As much as we don’t always have the time to sit down and eat, it’s important we don’t skip meals. We must also ideally aim to eat at least every 3-4 hours. That way we keep our mood and blood sugars stable.
We must slow down whilst eating and pay attention to the full eating experience. Eating slowly helps with digestion problems. Below is a list of helpful tips that may go some way to help manage depression.
A lack of vitamin B also has an impact on Depression. Deficiencies in vitamins, such as B-12 and folic acid could also be major factors, so taking a B-supplement should help. Include some leafy greens, chicken, eggs, beans and citrus fruits.

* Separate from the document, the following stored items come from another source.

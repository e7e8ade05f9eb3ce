//! Daily record representation.

use chrono::NaiveDate;

/// Column order of the headerless daily CSV files.
pub const DAILY_COLUMNS: [&str; 9] = [
    "date",
    "code",
    "open",
    "close",
    "low",
    "high",
    "volume",
    "money",
    "turnover_ratio",
];

/// One trading day for one symbol. Empty source fields load as `NaN`.
#[derive(Debug, Clone, PartialEq)]
pub struct DailyRecord {
    pub date: NaiveDate,
    pub code: String,
    pub open: f64,
    pub close: f64,
    pub low: f64,
    pub high: f64,
    pub volume: f64,
    pub money: f64,
    pub turnover_ratio: f64,
}

impl DailyRecord {
    /// Sort and identity key.
    pub fn key(&self) -> (&str, NaiveDate) {
        (self.code.as_str(), self.date)
    }
}
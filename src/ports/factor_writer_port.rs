//! Factor output port trait.

use crate::domain::error::FactorError;
use crate::domain::factor::FactorTable;

#[derive(Debug, Clone, Copy, Default, PartialEq, Eq)]
pub struct WriteSummary {
    pub files: usize,
    pub rows: usize,
}

/// Port for persisting a computed factor, one partition per date.
pub trait FactorWriterPort {
    fn write(&self, table: &FactorTable) -> Result<WriteSummary, FactorError>;
}
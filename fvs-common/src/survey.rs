//! Survey configuration
//!
//! The question sets are compiled in. Each [`SurveyVariant`] yields one
//! immutable [`SurveyConfig`] which is built once at startup and shared
//! read-only by every request.

use serde::{Deserialize, Serialize};
use std::fmt;
use std::str::FromStr;

use crate::{Error, Result};

/// Number of questions in every built-in question set
pub const QUESTIONS_PER_SURVEY: usize = 15;

/// Allowed rating values, in display order
pub const RATING_VALUES: [u8; 4] = [1, 2, 3, 4];

/// One of the four face validity criteria every question is scored on
#[derive(Debug, Clone, Copy, PartialEq, Eq, Hash, PartialOrd, Ord, Serialize, Deserialize)]
#[serde(rename_all = "lowercase")]
pub enum RatingCategory {
    Clarity,
    Simplicity,
    Relevance,
    Ambiguity,
}

impl RatingCategory {
    /// All categories in display order
    pub const ALL: [RatingCategory; 4] = [
        RatingCategory::Clarity,
        RatingCategory::Simplicity,
        RatingCategory::Relevance,
        RatingCategory::Ambiguity,
    ];

    /// Wire name (lowercase), used as the JSON key inside a question rating
    pub fn as_str(&self) -> &'static str {
        match self {
            RatingCategory::Clarity => "clarity",
            RatingCategory::Simplicity => "simplicity",
            RatingCategory::Relevance => "relevance",
            RatingCategory::Ambiguity => "ambiguity",
        }
    }

    /// Human-readable label shown above the rating buttons
    pub fn label(&self) -> &'static str {
        match self {
            RatingCategory::Clarity => "Clarity",
            RatingCategory::Simplicity => "Simplicity",
            RatingCategory::Relevance => "Relevance",
            RatingCategory::Ambiguity => "Ambiguity",
        }
    }
}

impl fmt::Display for RatingCategory {
    fn fmt(&self, f: &mut fmt::Formatter<'_>) -> fmt::Result {
        f.write_str(self.as_str())
    }
}

impl FromStr for RatingCategory {
    type Err = Error;

    fn from_str(s: &str) -> Result<Self> {
        RatingCategory::ALL
            .into_iter()
            .find(|c| c.as_str().eq_ignore_ascii_case(s))
            .ok_or_else(|| Error::InvalidInput(format!("Unknown rating category: {}", s)))
    }
}

/// Color theme of the rendered page
#[derive(Debug, Clone, Copy, PartialEq, Eq, Serialize, Deserialize)]
#[serde(rename_all = "lowercase")]
pub enum Theme {
    Blue,
    Green,
    Purple,
}

impl Theme {
    /// Accent color for selected buttons and the submit button
    pub fn accent(&self) -> &'static str {
        match self {
            Theme::Blue => "#2563eb",
            Theme::Green => "#16a34a",
            Theme::Purple => "#7c3aed",
        }
    }

    /// Darker shade used for hover states
    pub fn accent_hover(&self) -> &'static str {
        match self {
            Theme::Blue => "#1d4ed8",
            Theme::Green => "#15803d",
            Theme::Purple => "#6d28d9",
        }
    }
}

/// Everything needed to render one survey page
#[derive(Debug, Clone, PartialEq, Eq, Serialize, Deserialize)]
#[serde(rename_all = "camelCase")]
pub struct SurveyConfig {
    pub title: String,
    pub intro_text: String,
    pub questions: Vec<String>,
    pub theme: Theme,
}

impl SurveyConfig {
    pub fn question_count(&self) -> usize {
        self.questions.len()
    }
}

/// Built-in question sets
///
/// The three variants share layout and behavior and differ only in their
/// question text and color theme.
#[derive(Debug, Clone, Copy, PartialEq, Eq, Default, Serialize, Deserialize)]
#[serde(rename_all = "kebab-case")]
pub enum SurveyVariant {
    #[default]
    SectionA,
    SectionB,
    SectionC,
}

impl SurveyVariant {
    pub const ALL: [SurveyVariant; 3] = [
        SurveyVariant::SectionA,
        SurveyVariant::SectionB,
        SurveyVariant::SectionC,
    ];

    pub fn as_str(&self) -> &'static str {
        match self {
            SurveyVariant::SectionA => "section-a",
            SurveyVariant::SectionB => "section-b",
            SurveyVariant::SectionC => "section-c",
        }
    }

    fn section_letter(&self) -> char {
        match self {
            SurveyVariant::SectionA => 'A',
            SurveyVariant::SectionB => 'B',
            SurveyVariant::SectionC => 'C',
        }
    }

    fn theme(&self) -> Theme {
        match self {
            SurveyVariant::SectionA => Theme::Blue,
            SurveyVariant::SectionB => Theme::Green,
            SurveyVariant::SectionC => Theme::Purple,
        }
    }

    /// Build the immutable page configuration for this variant
    pub fn config(&self) -> SurveyConfig {
        let section = self.section_letter();
        let questions = (1..=QUESTIONS_PER_SURVEY)
            .map(|n| {
                format!(
                    "Section {} - Question {}: This is a sample question for face validity assessment. \
                     Please rate it on the following categories.",
                    section, n
                )
            })
            .collect();

        SurveyConfig {
            title: format!("Face Validity Assessment - Section {}", section),
            intro_text: "Rate each question from 1 (lowest) to 4 (highest) on clarity, simplicity, \
                         relevance and ambiguity. All fields are required."
                .to_string(),
            questions,
            theme: self.theme(),
        }
    }
}

impl fmt::Display for SurveyVariant {
    fn fmt(&self, f: &mut fmt::Formatter<'_>) -> fmt::Result {
        f.write_str(self.as_str())
    }
}

impl FromStr for SurveyVariant {
    type Err = Error;

    fn from_str(s: &str) -> Result<Self> {
        SurveyVariant::ALL
            .into_iter()
            .find(|v| v.as_str().eq_ignore_ascii_case(s.trim()))
            .ok_or_else(|| Error::Config(format!("Unknown survey variant: {}", s)))
    }
}
//! fvs-server - face validity survey service
//!
//! Serves the survey page and stores each submission in the `faceValidity`
//! collection of the `Forms-data` database.

use anyhow::Result;
use clap::Parser;
use fvs_common::config::{
    default_config_file, CliOverrides, RootFolderInitializer, ServerSettings, TomlConfig,
};
use fvs_common::db::init_database;
use fvs_common::SurveyVariant;
use fvs_server::{build_router, AppState};
use std::path::PathBuf;
use tokio::signal;
use tracing::{error, info};

#[derive(Debug, Parser)]
#[command(name = "fvs-server", version, about = "Face validity survey service")]
struct Args {
    /// Folder holding the database
    #[arg(long, env = "FVS_ROOT_FOLDER")]
    root_folder: Option<PathBuf>,

    /// Interface to bind
    #[arg(long, env = "FVS_HOST")]
    host: Option<String>,

    /// Port to listen on
    #[arg(long, env = "FVS_PORT")]
    port: Option<u16>,

    /// Question set to serve (section-a, section-b, section-c)
    #[arg(long, env = "FVS_SURVEY")]
    survey: Option<SurveyVariant>,

    /// Config file (defaults to the platform config directory)
    #[arg(long)]
    config: Option<PathBuf>,
}

#[tokio::main]
async fn main() -> Result<()> {
    tracing_subscriber::fmt()
        .with_env_filter(
            tracing_subscriber::EnvFilter::from_default_env()
                .add_directive(tracing::Level::INFO.into()),
        )
        .init();

    info!("Starting face validity survey (fvs-server) v{}", env!("CARGO_PKG_VERSION"));

    let args = Args::parse();

    let config_path = args.config.clone().or_else(default_config_file);
    let toml = TomlConfig::load_or_default(config_path.as_deref());

    let settings = ServerSettings::resolve(
        CliOverrides {
            root_folder: args.root_folder,
            host: args.host,
            port: args.port,
            survey: args.survey,
        },
        &toml,
    );

    let initializer = RootFolderInitializer::new(settings.root_folder.clone());
    initializer.ensure_directory_exists()?;

    let db_path = initializer.database_path();
    info!("Database path: {}", db_path.display());

    let pool = match init_database(&db_path).await {
        Ok(pool) => {
            info!("✓ Connected to database");
            pool
        }
        Err(e) => {
            error!("Failed to open database: {}", e);
            return Err(e.into());
        }
    };

    let survey = settings.survey.config();
    info!(
        "Serving survey '{}' ({}, {} questions)",
        survey.title,
        settings.survey,
        survey.question_count()
    );

    let state = AppState::new(pool.clone(), survey);
    let app = build_router(state);

    let address = settings.bind_address();
    let listener = tokio::net::TcpListener::bind(&address).await?;
    info!("fvs-server listening on http://{}", address);
    info!("Health check: http://{}/health", address);

    axum::serve(listener, app)
        .with_graceful_shutdown(shutdown_signal())
        .await?;

    pool.close().await;
    info!("Server stopped");

    Ok(())
}

async fn shutdown_signal() {
    let ctrl_c = async {
        if let Err(e) = signal::ctrl_c().await {
            error!("Failed to install Ctrl+C handler: {}", e);
            std::future::pending::<()>().await;
        }
        info!("Received Ctrl+C, shutting down");
    };

    #[cfg(unix)]
    let terminate = async {
        match signal::unix::signal(signal::unix::SignalKind::terminate()) {
            Ok(mut stream) => {
                stream.recv().await;
                info!("Received terminate signal, shutting down");
            }
            Err(e) => {
                error!("Failed to install signal handler: {}", e);
                std::future::pending::<()>().await;
            }
        }
    };

    #[cfg(not(unix))]
    let terminate = std::future::pending::<()>();

    tokio::select! {
        _ = ctrl_c => {},
        _ = terminate => {},
    }
}
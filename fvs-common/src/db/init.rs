//! Database initialization
//!
//! Creates the `Forms-data` SQLite database on first run and makes sure the
//! submissions collection exists. Safe to run on every startup.

use sqlx::{sqlite::SqlitePoolOptions, SqlitePool};
use std::path::Path;
use tracing::info;

use super::submissions::SUBMISSIONS_COLLECTION;
use crate::Result;

/// Open (creating if needed) the database and its schema
pub async fn init_database(db_path: &Path) -> Result<SqlitePool> {
    let newly_created = !db_path.exists();

    if let Some(parent) = db_path.parent() {
        std::fs::create_dir_all(parent)?;
    }

    let db_url = format!("sqlite://{}?mode=rwc", db_path.display());
    let pool = SqlitePoolOptions::new()
        .max_connections(10)
        .connect(&db_url)
        .await?;

    if newly_created {
        info!("Initialized new database: {}", db_path.display());
    } else {
        info!("Opened existing database: {}", db_path.display());
    }

    // WAL lets concurrent submissions write without blocking readers
    sqlx::query("PRAGMA journal_mode = WAL")
        .execute(&pool)
        .await?;

    sqlx::query("PRAGMA busy_timeout = 5000")
        .execute(&pool)
        .await?;

    create_schema(&pool).await?;

    Ok(pool)
}

/// Create the submissions collection (idempotent)
pub async fn create_schema(pool: &SqlitePool) -> Result<()> {
    let sql = format!(
        r#"
        CREATE TABLE IF NOT EXISTS {} (
            id TEXT PRIMARY KEY,
            document TEXT NOT NULL,
            submitted_at TEXT NOT NULL
        )
        "#,
        SUBMISSIONS_COLLECTION
    );
    sqlx::query(&sql).execute(pool).await?;

    Ok(())
}
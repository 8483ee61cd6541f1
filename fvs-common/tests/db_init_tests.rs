//! Integration tests for database initialization
//!
//! Covers first-run creation of the `Forms-data` database, reopening an
//! existing database, and persistence of submissions across reopen.

use fvs_common::db::{count_submissions, get_submission, init_database, insert_submission};
use serde_json::{json, Map, Value};
use tempfile::TempDir;

fn body(value: Value) -> Map<String, Value> {
    value.as_object().cloned().expect("object literal")
}

#[tokio::test]
async fn test_database_creation_when_missing() {
    let dir = TempDir::new().unwrap();
    let db_path = dir.path().join("nested").join("forms-data.db");

    let pool = init_database(&db_path).await;

    assert!(pool.is_ok(), "Database initialization failed: {:?}", pool.err());
    assert!(db_path.exists(), "Database file was not created");
}

#[tokio::test]
async fn test_collection_starts_empty() {
    let dir = TempDir::new().unwrap();
    let pool = init_database(&dir.path().join("forms-data.db")).await.unwrap();

    assert_eq!(count_submissions(&pool).await.unwrap(), 0);
}

#[tokio::test]
async fn test_reopen_preserves_submissions() {
    let dir = TempDir::new().unwrap();
    let db_path = dir.path().join("forms-data.db");

    let pool = init_database(&db_path).await.unwrap();
    let id = insert_submission(
        &pool,
        body(json!({ "responderInfo": { "name": "Persisted" }, "ratings": {} })),
        fvs_common::time::now(),
    )
    .await
    .unwrap();
    pool.close().await;

    let reopened = init_database(&db_path).await.unwrap();
    assert_eq!(count_submissions(&reopened).await.unwrap(), 1);

    let stored = get_submission(&reopened, id).await.unwrap().expect("stored row");
    assert_eq!(stored.document["responderInfo"]["name"], "Persisted");
    assert!(stored.document["submittedAt"].is_string());
}
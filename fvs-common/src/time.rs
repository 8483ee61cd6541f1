//! Timestamp utilities

use chrono::{DateTime, SecondsFormat, Utc};

/// Get current UTC timestamp
pub fn now() -> DateTime<Utc> {
    Utc::now()
}

/// RFC 3339 with millisecond precision, the format stored in `submittedAt`
pub fn to_rfc3339(timestamp: &DateTime<Utc>) -> String {
    timestamp.to_rfc3339_opts(SecondsFormat::Millis, true)
}
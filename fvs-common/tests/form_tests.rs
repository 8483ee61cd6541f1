//! Form state properties over a full 15-question survey

use fvs_common::{FormState, RatingCategory, ResponderField, SurveyVariant};

fn survey_form() -> FormState {
    FormState::new(SurveyVariant::SectionA.config().question_count())
}

fn fill_responder(form: &mut FormState) {
    form.set_responder_field(ResponderField::Name, "R. Rater");
    form.set_responder_field(ResponderField::Experience, "20");
    form.set_responder_field(ResponderField::Qualifications, "Clinical psychologist");
    form.set_responder_field(ResponderField::ExpertiseReason, "Validated three instruments");
}

#[test]
fn test_every_pair_reads_back_without_disturbing_others() {
    let mut form = survey_form();
    let n = form.question_count();

    for i in 0..n {
        for (ci, c) in RatingCategory::ALL.into_iter().enumerate() {
            let v = ((i + ci) % 4) as u8 + 1;
            let before = form.clone();
            form.set_rating(i, c, v).unwrap();

            assert_eq!(form.rating(i, c).map(|r| r.value()), Some(v));
            for j in 0..n {
                for d in RatingCategory::ALL {
                    if (j, d) != (i, c) {
                        assert_eq!(form.rating(j, d), before.rating(j, d));
                    }
                }
            }
        }
    }
}

#[test]
fn test_validate_passes_only_when_everything_is_set() {
    let mut form = survey_form();
    fill_responder(&mut form);
    let n = form.question_count();

    for i in 0..n {
        for c in RatingCategory::ALL {
            assert!(!form.validate(), "passed early before ({}, {})", i, c);
            form.set_rating(i, c, 4).unwrap();
        }
    }
    assert!(form.validate());
}

#[test]
fn test_blank_responder_field_fails_regardless_of_ratings() {
    for blank in ResponderField::ALL {
        for fully_rated in [false, true] {
            let mut form = survey_form();
            fill_responder(&mut form);
            form.set_responder_field(blank, " ");
            if fully_rated {
                for i in 0..form.question_count() {
                    for c in RatingCategory::ALL {
                        form.set_rating(i, c, 1).unwrap();
                    }
                }
            }
            assert!(!form.validate());
        }
    }
}
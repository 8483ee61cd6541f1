//! Gateway error type
//!
//! Callers only ever see the two generic messages; the detail carried by
//! each variant is logged here and goes no further.

use axum::{
    extract::rejection::BytesRejection,
    http::StatusCode,
    response::{IntoResponse, Response},
    Json,
};
use fvs_common::api::{ErrorBody, INTERNAL_ERROR_MESSAGE, INVALID_BODY_MESSAGE};
use thiserror::Error;
use tracing::{error, warn};

#[derive(Debug, Error)]
pub enum ApiError {
    /// Body missing or not a JSON object (400)
    #[error("Bad request: {0}")]
    BadRequest(String),

    /// Body could not be read, e.g. over the request size limit
    #[error("Unreadable body ({status}): {detail}")]
    UnreadableBody { status: StatusCode, detail: String },

    /// Anything else (500)
    #[error("Internal error: {0}")]
    Internal(String),

    /// Storage or other shared-library failure (500)
    #[error("Common error: {0}")]
    Common(#[from] fvs_common::Error),
}

impl ApiError {
    /// Keep axum's status for a failed body read but answer in our JSON shape
    pub fn from_body_rejection(rejection: BytesRejection) -> Self {
        ApiError::UnreadableBody {
            status: rejection.status(),
            detail: rejection.body_text(),
        }
    }
}

impl IntoResponse for ApiError {
    fn into_response(self) -> Response {
        let (status, message) = match &self {
            ApiError::BadRequest(_) => {
                warn!("Rejected submission: {}", self);
                (StatusCode::BAD_REQUEST, INVALID_BODY_MESSAGE)
            }
            ApiError::UnreadableBody { status, .. } if status.is_client_error() => {
                warn!("Rejected submission: {}", self);
                (*status, INVALID_BODY_MESSAGE)
            }
            ApiError::UnreadableBody { .. } | ApiError::Internal(_) | ApiError::Common(_) => {
                error!("Error submitting form: {}", self);
                (StatusCode::INTERNAL_SERVER_ERROR, INTERNAL_ERROR_MESSAGE)
            }
        };

        (status, Json(ErrorBody::new(message))).into_response()
    }
}
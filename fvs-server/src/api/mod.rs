//! HTTP API handlers for fvs-server

pub mod health;
pub mod submit;
pub mod survey;
pub mod ui;

pub use health::health_routes;
pub use submit::submit_form;
pub use survey::get_survey;
pub use ui::{serve_app_js, serve_index};
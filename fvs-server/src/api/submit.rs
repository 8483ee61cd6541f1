//! Submission gateway
//!
//! Accepts any JSON object, stamps it with `submittedAt` and inserts it into
//! the `faceValidity` collection. Rating completeness is the client's job;
//! nothing beyond "is an object" is checked here.

use axum::{
    body::Bytes,
    extract::{rejection::BytesRejection, State},
    Json,
};
use fvs_common::api::SubmitAck;
use fvs_common::db::insert_submission;
use serde_json::{Map, Value};
use tracing::info;

use crate::error::ApiError;
use crate::AppState;

/// POST /api/submit
pub async fn submit_form(
    State(state): State<AppState>,
    body: Result<Bytes, BytesRejection>,
) -> Result<Json<SubmitAck>, ApiError> {
    let body = body.map_err(ApiError::from_body_rejection)?;
    let document = parse_document(&body)?;

    let id = insert_submission(&state.db, document, fvs_common::time::now()).await?;
    info!("Stored submission {}", id);

    Ok(Json(SubmitAck::new(id.to_string())))
}

/// Body must be a JSON object
///
/// An empty body or a non-object value (including `null` and arrays) is a
/// 400. Bytes that are not JSON at all fall through to the generic 500.
fn parse_document(body: &[u8]) -> Result<Map<String, Value>, ApiError> {
    if body.iter().all(u8::is_ascii_whitespace) {
        return Err(ApiError::BadRequest("empty body".to_string()));
    }

    let value: Value = serde_json::from_slice(body)
        .map_err(|e| ApiError::Internal(format!("unparseable JSON body: {}", e)))?;

    match value {
        Value::Object(map) => Ok(map),
        other => Err(ApiError::BadRequest(format!(
            "expected a JSON object, got {}",
            json_kind(&other)
        ))),
    }
}

fn json_kind(value: &Value) -> &'static str {
    match value {
        Value::Null => "null",
        Value::Bool(_) => "boolean",
        Value::Number(_) => "number",
        Value::String(_) => "string",
        Value::Array(_) => "array",
        Value::Object(_) => "object",
    }
}
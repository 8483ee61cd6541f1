//! Submission state machine
//!
//! `Idle -> Submitting -> {Succeeded, Failed}`. Both terminal phases accept a
//! new attempt. A submission starts only when [`FormState::validate`] passes,
//! and attempts made while one is outstanding are ignored.

use async_trait::async_trait;
use serde::Serialize;
use thiserror::Error;
use tracing::{debug, info, warn};

use super::{FormState, SubmissionPayload, INCOMPLETE_FORM_MESSAGE};
use crate::api::types::SubmitAck;

pub const SUCCESS_MESSAGE: &str = "Form submitted successfully!";
pub const SUBMISSION_FAILED_MESSAGE: &str = "Submission failed.";
pub const NETWORK_ERROR_MESSAGE: &str = "Network error. Please try again.";

/// Why a submission did not reach a successful acknowledgement
#[derive(Debug, Error)]
pub enum TransportError {
    /// The request never produced an HTTP response
    #[error("Network error: {0}")]
    Network(String),

    /// The gateway answered with a non-success status
    #[error("Rejected with status {status}")]
    Rejected { status: u16, message: Option<String> },

    /// Success status but the body was not an acknowledgement
    #[error("Invalid response: {0}")]
    InvalidResponse(String),
}

/// Delivers a payload to the submission gateway
#[async_trait]
pub trait SubmitTransport: Send + Sync {
    async fn submit(&self, payload: &SubmissionPayload) -> Result<SubmitAck, TransportError>;
}

#[derive(Debug, Clone, Copy, PartialEq, Eq, Serialize)]
#[serde(rename_all = "snake_case")]
pub enum SubmitPhase {
    Idle,
    Submitting,
    Succeeded,
    Failed,
}

#[derive(Debug, Clone, Copy, PartialEq, Eq, Serialize)]
#[serde(rename_all = "lowercase")]
pub enum StatusKind {
    Success,
    Error,
}

/// Feedback banner shown under the form
#[derive(Debug, Clone, PartialEq, Eq, Serialize)]
pub struct SubmitStatus {
    #[serde(rename = "type")]
    pub kind: StatusKind,
    pub message: String,
}

impl SubmitStatus {
    fn success(message: impl Into<String>) -> Self {
        Self { kind: StatusKind::Success, message: message.into() }
    }

    fn error(message: impl Into<String>) -> Self {
        Self { kind: StatusKind::Error, message: message.into() }
    }
}

/// One browsing session: the form plus the state of its submission attempt
#[derive(Debug, Clone)]
pub struct SurveySession {
    form: FormState,
    phase: SubmitPhase,
    status: Option<SubmitStatus>,
    last_submission_id: Option<String>,
}

impl SurveySession {
    pub fn new(question_count: usize) -> Self {
        Self {
            form: FormState::new(question_count),
            phase: SubmitPhase::Idle,
            status: None,
            last_submission_id: None,
        }
    }

    pub fn form(&self) -> &FormState {
        &self.form
    }

    /// Mutable access for user edits
    pub fn form_mut(&mut self) -> &mut FormState {
        &mut self.form
    }

    pub fn phase(&self) -> SubmitPhase {
        self.phase
    }

    pub fn status(&self) -> Option<&SubmitStatus> {
        self.status.as_ref()
    }

    /// Identifier returned by the gateway for the last successful submission
    pub fn last_submission_id(&self) -> Option<&str> {
        self.last_submission_id.as_deref()
    }

    pub fn is_submitting(&self) -> bool {
        self.phase == SubmitPhase::Submitting
    }

    /// Try to enter `Submitting`
    ///
    /// Returns the payload to send, or `None` when an attempt is already
    /// outstanding or the form is incomplete. Validation failures leave the
    /// form untouched and set an error status.
    pub fn begin_submit(&mut self) -> Option<SubmissionPayload> {
        if self.is_submitting() {
            debug!("Submit ignored: a submission is already in progress");
            return None;
        }

        if !self.form.validate() {
            self.status = Some(SubmitStatus::error(INCOMPLETE_FORM_MESSAGE));
            return None;
        }

        self.phase = SubmitPhase::Submitting;
        self.status = None;
        Some(self.form.payload())
    }

    /// Resolve the outstanding attempt with the gateway's answer
    pub fn finish_submit(&mut self, result: Result<SubmitAck, TransportError>) {
        if !self.is_submitting() {
            warn!("Submission result received with no submission in progress; ignoring");
            return;
        }

        match result {
            Ok(ack) => {
                info!("Submission stored with id {}", ack.id);
                self.form.reset();
                self.last_submission_id = Some(ack.id);
                self.phase = SubmitPhase::Succeeded;
                self.status = Some(SubmitStatus::success(SUCCESS_MESSAGE));
            }
            Err(e) => {
                warn!("Submission failed: {}", e);
                let message = match e {
                    TransportError::Network(_) => NETWORK_ERROR_MESSAGE.to_string(),
                    TransportError::Rejected { message, .. } => {
                        message.unwrap_or_else(|| SUBMISSION_FAILED_MESSAGE.to_string())
                    }
                    TransportError::InvalidResponse(_) => SUBMISSION_FAILED_MESSAGE.to_string(),
                };
                self.phase = SubmitPhase::Failed;
                self.status = Some(SubmitStatus::error(message));
            }
        }
    }

    /// Full round trip: validate, send, resolve
    pub async fn submit<T>(&mut self, transport: &T) -> SubmitPhase
    where
        T: SubmitTransport + ?Sized,
    {
        let Some(payload) = self.begin_submit() else {
            return self.phase;
        };

        let result = transport.submit(&payload).await;
        self.finish_submit(result);
        self.phase
    }
}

Omega 3 fatty acids play an essential role in Depression, as they contain fats called EPA and DHA, which contribute to boosting our mood. Good food sources include salmon, mackerel, herring, sardines, anchovies, or fish oil supplements.
Seafood is also recommended, but while some worry about the mercury content, others worry about toxins. Most experts agree though, that eating a minimum of 2 portions of fatty fish a week, can outweigh the risks.